Escrita no Cosmos

Havia um relógio na casa da minha infância,
um pêndulo de latão com um mostrador de lua
onde as horas se acumulavam como pó.
Costumava ficar acordado a ouvi-lo parcelar o silêncio,
a pensar na matemática implacável dos seus dentes e rodas.

Mesmo então, lutávamos contra o que nos escorria das mãos
(amoras esmagadas, rostos de amigos mudando com as estações) –
mas o tempo, percebi, não é inimigo. É a roda dentada
onde dançamos, descalços, enquanto tecemos horas em fogueiras efémeras:
é o tear onde Deus joga sílabas, tecendo
o mundo a partir do caos primordial da língua.

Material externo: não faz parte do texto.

//! Zero-escape codec for data read by scanning raw memory.
//!
//! The host reads the target-to-host ring by peeking at RAM over the debug
//! interface and treating any zero byte as an empty slot.  Payload zero bytes
//! therefore have to be escaped before they are stored:
//!
//! | Payload                  | Encoded            |
//! |--------------------------|--------------------|
//! | `n` zero bytes (1..=254) | `0x80, n`          |
//! | literal `0x80`           | `0x80, 0xFF`       |
//! | any other byte           | unchanged          |
//!
//! Runs of more than 254 zeros are split into several escape pairs.  The
//! encoded form never contains a zero byte, so an escape followed by zero
//! always means the count has not been written (or not yet been seen) and
//! the reader must wait.
//!
//! The host-to-target ring is consumed through its indices rather than by
//! scanning, so it carries raw bytes and does not use this codec.

// Copyright (C) 2025 Piers Finlayson <piers@piers.rocks>
//
// MIT License

use crate::{Error, Result};

/// Escape byte introducing a zero run (or, with [`MARKER_COUNT`], a literal
/// `0x80`).
pub const ESCAPE: u8 = 0x80;

/// Count byte following [`ESCAPE`] for a literal `0x80`.
pub const MARKER_COUNT: u8 = 0xFF;

/// Longest zero run a single escape pair can describe.
pub const MAX_RUN: usize = MARKER_COUNT as usize - 1;

/// One encoded unit of the stream.
#[derive(Debug, Clone, Copy, PartialEq, Eq)]
pub enum Symbol {
    /// A byte passed through unchanged.  Never zero or [`ESCAPE`].
    Literal(u8),
    /// A run of 1 to [`MAX_RUN`] zero bytes.
    ZeroRun(u8),
    /// A literal [`ESCAPE`] payload byte.
    Marker,
}

impl Symbol {
    /// Symbol for a single payload byte, without any run coalescing.
    pub const fn from_byte(byte: u8) -> Self {
        match byte {
            0 => Symbol::ZeroRun(1),
            ESCAPE => Symbol::Marker,
            b => Symbol::Literal(b),
        }
    }

    /// Parse the symbol at the start of `window`.
    ///
    /// Errors:
    /// - [`Error::BufferEmpty`] if the window is empty or starts with a
    ///   sentinel zero (an empty slot).
    /// - [`Error::MalformedEscape`] if the window ends straight after an
    ///   escape byte, or the count byte is still an empty slot.  The peer
    ///   has probably not written the count yet, so callers should leave
    ///   the escape unconsumed and retry later.
    pub fn parse(window: &[u8]) -> Result<Self> {
        match window {
            [] | [0, ..] => Err(Error::BufferEmpty),
            [ESCAPE] | [ESCAPE, 0, ..] => Err(Error::MalformedEscape),
            [ESCAPE, MARKER_COUNT, ..] => Ok(Symbol::Marker),
            [ESCAPE, n, ..] => Ok(Symbol::ZeroRun(*n)),
            [b, ..] => Ok(Symbol::Literal(*b)),
        }
    }

    /// Number of bytes this symbol occupies once encoded.
    pub const fn encoded_len(&self) -> usize {
        match self {
            Symbol::Literal(_) => 1,
            Symbol::ZeroRun(_) | Symbol::Marker => 2,
        }
    }

    /// Number of payload bytes this symbol stands for.
    pub const fn decoded_len(&self) -> usize {
        match self {
            Symbol::Literal(_) | Symbol::Marker => 1,
            Symbol::ZeroRun(n) => *n as usize,
        }
    }

    /// The encoded bytes of this symbol.
    pub const fn encoded(&self) -> Encoded {
        match self {
            Symbol::Literal(b) => Encoded {
                bytes: [*b, 0],
                len: 1,
            },
            Symbol::ZeroRun(n) => Encoded {
                bytes: [ESCAPE, *n],
                len: 2,
            },
            Symbol::Marker => Encoded {
                bytes: [ESCAPE, MARKER_COUNT],
                len: 2,
            },
        }
    }

    /// Write the payload bytes of this symbol to the start of `out`,
    /// returning how many were written.
    pub fn write_decoded(&self, out: &mut [u8]) -> Result<usize> {
        let len = self.decoded_len();
        let out = out.get_mut(..len).ok_or(Error::BufferTooSmall)?;
        match self {
            Symbol::Literal(b) => out[0] = *b,
            Symbol::Marker => out[0] = ESCAPE,
            Symbol::ZeroRun(_) => out.fill(0),
        }
        Ok(len)
    }
}

/// Encoded form of a single [`Symbol`], one or two bytes long.
#[derive(Debug, Clone, Copy, PartialEq, Eq)]
pub struct Encoded {
    bytes: [u8; 2],
    len: usize,
}

impl Encoded {
    pub fn as_slice(&self) -> &[u8] {
        &self.bytes[..self.len]
    }
}

/// Iterator over the symbols of a payload, coalescing zero runs.
#[derive(Debug, Clone)]
pub struct Encoder<'a> {
    input: &'a [u8],
}

impl<'a> Encoder<'a> {
    pub fn new(input: &'a [u8]) -> Self {
        Self { input }
    }
}

impl Iterator for Encoder<'_> {
    type Item = Symbol;

    fn next(&mut self) -> Option<Symbol> {
        let first = *self.input.first()?;
        let symbol = if first == 0 {
            let run = self
                .input
                .iter()
                .take(MAX_RUN)
                .take_while(|&&b| b == 0)
                .count();
            Symbol::ZeroRun(run as u8)
        } else {
            Symbol::from_byte(first)
        };
        self.input = &self.input[symbol.decoded_len()..];
        Some(symbol)
    }
}

/// Length of `input` once encoded.
pub fn encoded_len(input: &[u8]) -> usize {
    Encoder::new(input).map(|s| s.encoded_len()).sum()
}

/// Encode `input` into `out`, returning the number of bytes written.
///
/// Returns [`Error::BufferTooSmall`] if `out` cannot hold the whole
/// encoding; use [`encoded_len()`] to size it.
pub fn encode(input: &[u8], out: &mut [u8]) -> Result<usize> {
    let mut written = 0;
    for symbol in Encoder::new(input) {
        let encoded = symbol.encoded();
        let bytes = encoded.as_slice();
        out.get_mut(written..written + bytes.len())
            .ok_or(Error::BufferTooSmall)?
            .copy_from_slice(bytes);
        written += bytes.len();
    }
    Ok(written)
}

/// Decode `input` into `out`, returning the number of payload bytes written.
///
/// A sentinel zero in `input` marks the end of the valid data, as it does
/// when scanning a ring, and decoding stops there.
///
/// Errors:
/// - [`Error::MalformedEscape`] if `input` has an escape byte without a
///   count, at the end or followed by a zero.
/// - [`Error::BufferTooSmall`] if `out` is too short.
pub fn decode(input: &[u8], out: &mut [u8]) -> Result<usize> {
    let mut pos = 0;
    let mut written = 0;
    while pos < input.len() {
        let symbol = match Symbol::parse(&input[pos..]) {
            Ok(symbol) => symbol,
            Err(Error::BufferEmpty) => break,
            Err(e) => return Err(e),
        };
        written += symbol.write_decoded(&mut out[written..])?;
        pos += symbol.encoded_len();
    }
    Ok(written)
}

ARA, o verbo ancestral que ara a escuridão,
sulcando luz no ventre do não-tempo. ARA,
a palavra-semente plantada no osso e no respirar,
ecoando na cadência de marés e migrações.

Montanhas brotam de consoantes ásperas,
vales desdobram-se como pergaminhos –
até a paisagem é uma espécie de livro,
escrito e reescrito pelo impulso nómada da água.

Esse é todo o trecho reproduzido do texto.